Some high-end applications are “CMS-aware”, meaning they know how to use colour profile information tagged onto an image file. An example is Photoshop.  Starting with version 6.0, Photoshop is capable of simultaneously working with multiple images, each tagged in a different colour space. Also, a Photoshop user can select (as an application setting) a preferred “working space.”

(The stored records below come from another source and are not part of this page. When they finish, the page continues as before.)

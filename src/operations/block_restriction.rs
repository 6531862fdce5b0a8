//! Locking and unlocking block-hosting volumes.

use super::common::ensure_unowned;
use super::{OpFuture, Operation, OperationContext, OperationError};
use crate::entities::{BlockRestriction, VolumeEntry, signed};
use crate::executor::Executor;
use crate::ids::generate_id;

/// Changes the block restriction of a hosting volume.
///
/// Tightening is applied at build time so no new block volume can land on
/// the volume while the change is in flight. Relaxing is applied at finalize
/// and re-validated there. Lifting [`BlockRestriction::LockedByUpdate`]
/// first tops the reservation up from free space.
#[derive(Debug)]
pub struct SetBlockRestrictionOperation {
    ctx: OperationContext,
    id: String,
    vol_id: String,
    restriction: BlockRestriction,
    deferred: bool,
}

/// Free space moved to the reservation when `vol` is unlocked.
fn reservation_shortfall(vol: &VolumeEntry) -> Result<u64, OperationError> {
    let info = &vol.info.block_info;
    let shortfall = vol.required_reservation().saturating_sub(info.reserved_size);
    if info.free_size < shortfall {
        return Err(OperationError::InsufficientBlockSpace {
            volume: vol.info.id.clone(),
            free: info.free_size,
            required: shortfall,
        });
    }
    Ok(shortfall)
}

fn rank_of(vol: &VolumeEntry, restriction: BlockRestriction) -> Result<u8, OperationError> {
    restriction
        .rank()
        .ok_or_else(|| OperationError::UnknownRestriction {
            volume: vol.info.id.clone(),
        })
}

impl SetBlockRestrictionOperation {
    /// Prepares setting `vol_id` to `restriction`.
    #[must_use]
    pub fn new(ctx: OperationContext, vol_id: impl Into<String>, restriction: BlockRestriction) -> Self {
        Self {
            ctx,
            id: generate_id(),
            vol_id: vol_id.into(),
            restriction,
            deferred: false,
        }
    }
}

impl Operation for SetBlockRestrictionOperation {
    fn label(&self) -> &'static str {
        "set block restriction"
    }

    fn id(&self) -> &str {
        &self.id
    }

    fn context(&self) -> &OperationContext {
        &self.ctx
    }

    fn build(&mut self) -> Result<(), OperationError> {
        let vol_id = &self.vol_id;
        let target = self.restriction;
        let deferred = self.ctx.db.update(|tx| {
            let mut vol = tx.load::<VolumeEntry>(vol_id)?;
            if !vol.info.block {
                return Err(OperationError::NotBlockHosting {
                    volume: vol.info.id.clone(),
                });
            }
            ensure_unowned(&vol)?;
            let current = vol.info.block_info.restriction;
            let current_rank = rank_of(&vol, current)?;
            let target_rank = rank_of(&vol, target)?;
            if target_rank == current_rank {
                return Ok(false);
            }
            if target_rank > current_rank {
                vol.info.block_info.restriction = target;
                tx.save(&vol)?;
                return Ok(false);
            }
            if current == BlockRestriction::LockedByUpdate {
                reservation_shortfall(&vol)?;
            }
            Ok::<_, OperationError>(true)
        })?;
        self.deferred = deferred;
        Ok(())
    }

    fn exec<'a>(&'a mut self, _executor: &'a dyn Executor) -> OpFuture<'a> {
        Box::pin(async { Ok(()) })
    }

    fn finalize(&mut self) -> Result<(), OperationError> {
        if !self.deferred {
            tracing::debug!(volume = %self.vol_id, restriction = ?self.restriction, "block restriction set");
            return Ok(());
        }
        let vol_id = &self.vol_id;
        let target = self.restriction;
        self.ctx.db.update(|tx| {
            let mut vol = tx.load::<VolumeEntry>(vol_id)?;
            ensure_unowned(&vol)?;
            let current = vol.info.block_info.restriction;
            if rank_of(&vol, target)? < rank_of(&vol, current)?
                && current == BlockRestriction::LockedByUpdate
            {
                let shortfall = reservation_shortfall(&vol)?;
                if shortfall > 0 {
                    vol.modify_free_size(signed(shortfall).saturating_neg())?;
                    vol.modify_reserved_size(signed(shortfall))?;
                }
            }
            vol.info.block_info.restriction = target;
            tx.save(&vol)?;
            Ok::<_, OperationError>(())
        })?;
        self.deferred = false;
        tracing::info!(volume = %self.vol_id, restriction = ?self.restriction, "block restriction relaxed");
        Ok(())
    }

    fn rollback<'a>(&'a mut self, _executor: &'a dyn Executor) -> OpFuture<'a> {
        Box::pin(async move {
            self.deferred = false;
            Ok(())
        })
    }
}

Let’s take at look at what happens, if Photoshop is asked to open an untagged file such as a 10D JPEG file, shot with the Adobe RGB colour space selected by the photographer. The table above shows that the camera will not have tagged the image with an ICC profile. Photoshop will, therefore, display the missing profile dialogue.

Missing Profile Dialogue

Photoshop is giving the user four choices:

  1. Just forget about colour management because exact colours are not important. This might be a sensible case for web graphics, or if you just don’t care about exact colours
  2. If you know the working space of the image (such as with a Canon Adobe JPEG image), then tag the file with the correct profile as selected from a drop-down menu.
  3. If you know the working space of the image (such as with a Canon Adobe JPEG image), then tag the file with the correct profile as selected from a drop-down menu, and CONVERT the image to the working space. (Adobe RGB in this case.)
  4. If you know the working space is actually Adobe RGB (the current working space), simply tag the image to so indicate.

Assign vs. Convert

There is a subtle point here that must be understood. There is a difference between ASSIGNING a profile to an image, and CONVERTING an image to a different profile. You assign a profile to an image when you already know its working space, and simply need to add an ICC profile to tag along with the image data. None of the actual image data is changed in any way. However, when you convert an image from one working space to another, the actual image data is modified, and then an ICC profile is added to tag along with the image data.